Descriptions:
Vaidas Razgaitis, senior research engineer at Higharc’s AI labs team, addresses a challenge familiar to any company running serious ML workloads: how do you move a research prototype — built by ML researchers comfortable with papers and experiments but not production-grade APIs — into a robust, maintainable production system built by software engineers who have never trained a model?

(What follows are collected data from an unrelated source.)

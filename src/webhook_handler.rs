use crate::errors::AppError;
use crate::handlers::AppState;
use crate::models::TargetStatus;
use crate::webhook_models::{
    LeadStatusEvent, LeadStatusWebhookPayload, WebhookEventResult, WebhookResponse,
};
use axum::{
    extract::State,
    http::{HeaderMap, StatusCode},
    Json,
};
use std::sync::Arc;

/// CRM lead-status webhook
///
/// Receives status changes made in the CRM and runs each through the same
/// sync service as the HTTP endpoint. Events are processed in order so that
/// repeated changes of one lead within a batch apply in sequence.
///
/// Expected payload: Single event object OR array of events
/// Authentication: X-Webhook-Token header must match WEBHOOK_SECRET env var (if set)
#[utoipa::path(
    post,
    path = "/api/v1/webhooks/lead-status",
    request_body = LeadStatusWebhookPayload,
    responses(
        (status = 200, description = "Events processed", body = WebhookResponse),
        (status = 401, description = "Missing or invalid webhook token")
    )
)]
pub async fn lead_status_webhook(
    State(state): State<Arc<AppState>>,
    headers: HeaderMap,
    Json(payload): Json<LeadStatusWebhookPayload>,
) -> Result<(StatusCode, Json<WebhookResponse>), AppError> {
    tracing::info!("Received lead-status webhook");

    validate_webhook_secret(&state, &headers)?;

    let events = payload.into_events();
    let received = events.len();
    tracing::info!("Processing {} status event(s)", received);

    let mut results = Vec::with_capacity(received);
    let (mut processed, mut ignored, mut failed) = (0, 0, 0);

    for event in events {
        let result = process_event(&state, event).await;
        match (&result.status, &result.error) {
            (None, _) => ignored += 1,
            (Some(_), Some(_)) => failed += 1,
            (Some(_), None) => processed += 1,
        }
        results.push(result);
    }

    tracing::info!(
        "Webhook processing complete: {} received, {} processed, {} ignored, {} failed",
        received,
        processed,
        ignored,
        failed
    );

    Ok((
        StatusCode::OK,
        Json(WebhookResponse {
            status: "received".to_string(),
            received,
            processed,
            ignored,
            failed,
            results,
        }),
    ))
}

/// Runs one event; failures are reported per event, never abort the batch
async fn process_event(state: &AppState, event: LeadStatusEvent) -> WebhookEventResult {
    let mut result = WebhookEventResult {
        lead_id: event.lead_id,
        status: None,
        synced_platforms: Vec::new(),
        failed_platforms: Vec::new(),
        error: None,
    };

    // The CRM reports every status; only conversion-relevant ones are synced
    let status = match event.status.parse::<TargetStatus>() {
        Ok(status) => status,
        Err(_) => {
            tracing::debug!(
                "Ignoring status '{}' for lead {}",
                event.status,
                event.lead_id
            );
            return result;
        }
    };
    result.status = Some(status);

    tracing::debug!(
        "Status event: lead_id={}, status={}, changed_at={:?}",
        event.lead_id,
        status,
        event.changed_at
    );

    match state
        .sync_service
        .sync_and_transition(event.lead_id, status)
        .await
    {
        Ok(sync) => {
            result.synced_platforms = sync.aggregated.succeeded_platforms.into_iter().collect();
            result.failed_platforms = sync.aggregated.failed_platforms.into_iter().collect();
            result.error = sync.transition_error.map(|e| e.to_string());
        }
        Err(e) => {
            tracing::error!("Failed to process status event for {}: {}", event.lead_id, e);
            result.error = Some(e.to_string());
        }
    }

    result
}

/// Validate webhook secret from X-Webhook-Token header
fn validate_webhook_secret(state: &AppState, headers: &HeaderMap) -> Result<(), AppError> {
    // If no secret is configured, skip validation (warn was already logged at startup)
    let Some(ref expected_secret) = state.config.webhook_secret else {
        return Ok(());
    };

    let token = headers
        .get("X-Webhook-Token")
        .and_then(|v| v.to_str().ok())
        .ok_or_else(|| AppError::Unauthorized("Missing X-Webhook-Token header".to_string()))?;

    if !constant_time_compare(token, expected_secret) {
        tracing::warn!("Invalid webhook token received");
        return Err(AppError::Unauthorized("Invalid webhook token".to_string()));
    }

    Ok(())
}

/// Constant-time string comparison
fn constant_time_compare(a: &str, b: &str) -> bool {
    if a.len() != b.len() {
        return false;
    }

    a.as_bytes()
        .iter()
        .zip(b.as_bytes().iter())
        .fold(0u8, |acc, (x, y)| acc | (x ^ y))
        == 0
}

Higharc’s product spans computer vision for parsing hand-sketched floor plans, reasoning agents, custom transformer models, diffusion-based image generation, and more, making this handoff problem acute. Razgaitis organizes his solution around three levers. First, research legibility: every prototype must produce a “research prototype taxonomy document” — a TDD-style spec covering domain-specific data representations, business goals, type contracts, persistence layer design, system architecture, and a decomposition plan for production migration. Second, code structure: Higharc maintains a separate Python monorepo of cleanly isolated microservices, with roughly a one-to-one researcher-to-microservice ratio, each built as a layered FastAPI application (API routers → controllers → business logic → data layer) behind a central gateway. Third, production decomposition: the taxonomy document’s architecture section provides the roadmap for standing up each prototype, with agent-navigable documentation built in from the start.
The talk is practical and replicable, offering a transferable process for any team where ML researchers and platform engineers must collaborate without speaking each other’s language.